A mais recente visita foi com a arquiteta paulista Celeste Lelles, que morou em Salvador durante 22 anos, conhecia o boteco, mas ainda não tinha experimentado a moqueca de caju, prato inserido no cardápio do bar no ano passado por iniciativa de Mirinho.
Celeste conheceu o Bar do Chico aos 18 anos, pelas mãos de amigos que moravam nessa mesma João Pondé. “Eu gostava porque era um clima agradável, sempre teve uma comidinha gostosa, mas o mote era beber cerveja”, diz a arquiteta que se declara naturalista e, por isso, foi incentivada pela amiga a conhecer o novo prato.

“A moqueca de caju faz parte da memória de minha infância”, complementa Cássia, lembrando o prato que era feito pela empregada doméstica na casa que frequentava, na Ilha, durante as férias. A produtora não lembra de ter visto a iguaria no cardápio de outros restaurantes e ficou feliz da vida quando o bar vizinho à sua casa trouxe essa novidade“.Outro dos oito irmãos cachoeiranos, Manuel dos Reis Sanches Esquivel, o Reizinho, costumava dar uma mão e ajudava a servir as mesas. Mas gostava mesmo era de mostrar as gravuras que fazia para os clientes. Depois que se aposentou, deixou de ir ao bar.

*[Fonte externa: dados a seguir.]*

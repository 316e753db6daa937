//! Executable AST nodes.
//!
//! Expressions expose `evaluate() → Value` and are read-only with respect
//! to the environment; statements expose `execute(context)` and may write
//! it. Every node is bound at construction to the [`ScopeId`] it resolves
//! names against.
//!
//! Truthiness does not exist: a condition holds iff its value is
//! *identical* to the `True` singleton resolved through the scope chain.
//! Comparisons and logic therefore produce the environment's `True`/
//! `False` bindings, never native booleans.

use crate::env::{Environment, ScopeId};
use crate::error::{EvalError, EvalResult};
use crate::module::Context;
use std::collections::BTreeMap;
use std::fmt;
use std::rc::Rc;
use tracing::trace;
use weft_types::{Span, Value};

// ══════════════════════════════════════════════════════════════════════════════
// Expressions
// ══════════════════════════════════════════════════════════════════════════════

/// An expression bound to its scope.
#[derive(Debug, Clone)]
pub struct Expr {
    pub kind: ExprKind,
    pub scope: ScopeId,
    pub span: Span,
}

#[derive(Debug, Clone)]
pub enum ExprKind {
    /// Numeric literal.
    Number(f64),
    /// Text literal.
    Text(String),
    /// Name resolved through the scope chain.
    Id(String),
    /// Member lookup: resolve `child` on the parent's record value.
    Lookup { parent: Box<Expr>, child: String },
    /// Record literal, fields in declaration order.
    Record(Vec<(String, Expr)>),
    /// Operator application: `apply("+", [a, b])`.
    Apply { op: String, args: Vec<Expr> },
    /// Current simulated clock (µs) from the context.
    Clock,
    /// Host-registered expression, the extension point for call-like
    /// node kinds the grammar does not define.
    Foreign(ForeignFn),
}

/// Host callback behind [`ExprKind::Foreign`].
#[derive(Clone)]
pub struct ForeignFn(pub Rc<dyn Fn(&Environment, &Context) -> EvalResult<Value>>);

impl fmt::Debug for ForeignFn {
    fn fmt(&self, f: &mut fmt::Formatter<'_>) -> fmt::Result {
        write!(f, "ForeignFn")
    }
}

impl Expr {
    /// Evaluate to a [`Value`]. Read-only with respect to the environment.
    pub fn evaluate(&self, env: &Environment, ctx: &Context) -> EvalResult<Value> {
        match &self.kind {
            ExprKind::Number(n) => Ok(Value::Number(*n)),
            ExprKind::Text(s) => Ok(Value::Text(s.clone())),
            ExprKind::Id(name) => env.get(self.scope, name).cloned(),
            ExprKind::Lookup { parent, child } => self.eval_lookup(parent, child, env, ctx),
            ExprKind::Record(fields) => self.eval_record(fields, env, ctx),
            ExprKind::Apply { op, args } => self.eval_apply(op, args, env, ctx),
            ExprKind::Clock => Ok(Value::Number(ctx.clock as f64)),
            ExprKind::Foreign(f) => (f.0)(env, ctx),
        }
    }

    fn eval_lookup(
        &self,
        parent: &Expr,
        child: &str,
        env: &Environment,
        ctx: &Context,
    ) -> EvalResult<Value> {
        let value = parent.evaluate(env, ctx)?;
        match value {
            Value::Record(fields) => {
                fields
                    .get(child)
                    .cloned()
                    .ok_or_else(|| EvalError::LookupError {
                        child: child.to_string(),
                    })
            }
            other => Err(EvalError::TypeError(format!(
                "cannot look up '{child}' on {}",
                other.type_name()
            ))),
        }
    }

    fn eval_record(
        &self,
        fields: &[(String, Expr)],
        env: &Environment,
        ctx: &Context,
    ) -> EvalResult<Value> {
        let mut members = BTreeMap::new();
        for (name, expr) in fields {
            let value = expr.evaluate(env, ctx)?;
            members.insert(name.clone(), value);
        }
        Ok(Value::Record(members))
    }

    // ── Operator application ─────────────────────────────────────────────

    fn eval_apply(
        &self,
        op: &str,
        args: &[Expr],
        env: &Environment,
        ctx: &Context,
    ) -> EvalResult<Value> {
        let mut values = Vec::with_capacity(args.len());
        for arg in args {
            values.push(arg.evaluate(env, ctx)?);
        }

        match op {
            "+" | "-" | "*" | "/" | "%" => {
                let (a, b) = binary(op, &values)?;
                self.eval_arith(op, number(op, a)?, number(op, b)?)
            }
            "==" => {
                let (a, b) = binary(op, &values)?;
                self.bool_value(env, a == b)
            }
            "!=" => {
                let (a, b) = binary(op, &values)?;
                self.bool_value(env, a != b)
            }
            "<" | "<=" | ">" | ">=" => {
                let (a, b) = binary(op, &values)?;
                let (a, b) = (number(op, a)?, number(op, b)?);
                let result = match op {
                    "<" => a < b,
                    "<=" => a <= b,
                    ">" => a > b,
                    _ => a >= b,
                };
                self.bool_value(env, result)
            }
            "and" => {
                let (a, b) = binary(op, &values)?;
                let result = self.is_true(env, a)? && self.is_true(env, b)?;
                self.bool_value(env, result)
            }
            "or" => {
                let (a, b) = binary(op, &values)?;
                let result = self.is_true(env, a)? || self.is_true(env, b)?;
                self.bool_value(env, result)
            }
            "not" => {
                let a = unary(op, &values)?;
                let result = !self.is_true(env, a)?;
                self.bool_value(env, result)
            }
            _ => Err(EvalError::TypeError(format!("unknown operator '{op}'"))),
        }
    }

    fn eval_arith(&self, op: &str, a: f64, b: f64) -> EvalResult<Value> {
        if (op == "/" || op == "%") && b == 0.0 {
            return Err(EvalError::ArithmeticError(format!("{op} by zero")));
        }
        let result = match op {
            "+" => a + b,
            "-" => a - b,
            "*" => a * b,
            "/" => a / b,
            _ => a % b,
        };
        if !result.is_finite() {
            return Err(EvalError::ArithmeticError(format!(
                "'{op}' produced a non-finite result"
            )));
        }
        Ok(Value::Number(result))
    }

    /// Resolve the `True`/`False` singleton bound in the active chain.
    fn bool_value(&self, env: &Environment, value: bool) -> EvalResult<Value> {
        env.get(self.scope, if value { "True" } else { "False" })
            .cloned()
    }

    /// Identity test against the chain-resolved `True` singleton.
    fn is_true(&self, env: &Environment, value: &Value) -> EvalResult<bool> {
        Ok(value.is(env.get(self.scope, "True")?))
    }
}

fn binary<'a>(op: &str, values: &'a [Value]) -> EvalResult<(&'a Value, &'a Value)> {
    match values {
        [a, b] => Ok((a, b)),
        _ => Err(EvalError::TypeError(format!(
            "'{op}' takes 2 operands, got {}",
            values.len()
        ))),
    }
}

fn unary<'a>(op: &str, values: &'a [Value]) -> EvalResult<&'a Value> {
    match values {
        [a] => Ok(a),
        _ => Err(EvalError::TypeError(format!(
            "'{op}' takes 1 operand, got {}",
            values.len()
        ))),
    }
}

fn number(op: &str, value: &Value) -> EvalResult<f64> {
    match value {
        Value::Number(n) => Ok(*n),
        other => Err(EvalError::TypeError(format!(
            "'{op}' requires numbers, got {}",
            other.type_name()
        ))),
    }
}

// ══════════════════════════════════════════════════════════════════════════════
// Statements
// ══════════════════════════════════════════════════════════════════════════════

/// A statement bound to its scope.
#[derive(Debug, Clone)]
pub struct Stmt {
    pub kind: StmtKind,
    pub scope: ScopeId,
    pub span: Span,
}

#[derive(Debug, Clone)]
pub enum StmtKind {
    /// Ordered child statements.
    Sequence(Vec<Stmt>),
    /// Declare a binding in the local frame. Initialize-once: a later
    /// execution of the same declaration leaves the binding untouched.
    VarDecl {
        name: String,
        value: Expr,
        constant: bool,
    },
    /// Write an existing or new local binding.
    Assign { name: String, value: Expr },
    /// Strictly binary conditional; no third "unknown" branch.
    IfElse {
        condition: Expr,
        then_block: Box<Stmt>,
        else_block: Box<Stmt>,
    },
    /// Named rule body, executed every step.
    Rule { name: String, body: Box<Stmt> },
    /// Append a value's display form to the context output.
    Print { value: Expr },
}

impl Stmt {
    /// Execute against the environment. May mutate local bindings.
    pub fn execute(&self, env: &mut Environment, ctx: &mut Context) -> EvalResult<()> {
        match &self.kind {
            StmtKind::Sequence(stmts) => {
                for stmt in stmts {
                    stmt.execute(env, ctx)?;
                }
                Ok(())
            }
            StmtKind::VarDecl {
                name,
                value,
                constant,
            } => {
                // Initialize-once: the program re-executes every step, so a
                // declaration that already took effect is left untouched.
                if !env.is_local(self.scope, name) {
                    let v = value.evaluate(env, ctx)?;
                    env.declare(self.scope, name, v, *constant);
                }
                Ok(())
            }
            StmtKind::Assign { name, value } => {
                let v = value.evaluate(env, ctx)?;
                env.set(self.scope, name, v);
                Ok(())
            }
            StmtKind::IfElse {
                condition,
                then_block,
                else_block,
            } => {
                let cond = condition.evaluate(env, ctx)?;
                // Identity against the chain-resolved True singleton; any
                // other value (an explicit False included) is "not true".
                if cond.is(env.get(self.scope, "True")?) {
                    then_block.execute(env, ctx)
                } else {
                    else_block.execute(env, ctx)
                }
            }
            StmtKind::Rule { name, body } => {
                trace!(rule = %name, "firing rule");
                body.execute(env, ctx)
            }
            StmtKind::Print { value } => {
                let v = value.evaluate(env, ctx)?;
                ctx.output.push(v.to_string());
                Ok(())
            }
        }
    }
}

Com a mesma simplicidade cachoeirana, Hermínio e Mirinho se revezam à frente do negócio que sustenta a família há cinco décadas. De poucas palavras, Hermínio costuma saudar os clientes conhecidos com um aceno de mão e um sorriso, para logo mais mergulhar nas tarefas do bar. Mirinho espera algum tempo até ter intimidade suficiente e poder brincar com os clientes. Não é tão extrovertido quanto o falecido Chico, mas gosta mais de fazer a social. Ambos têm como característica evitar conflitos.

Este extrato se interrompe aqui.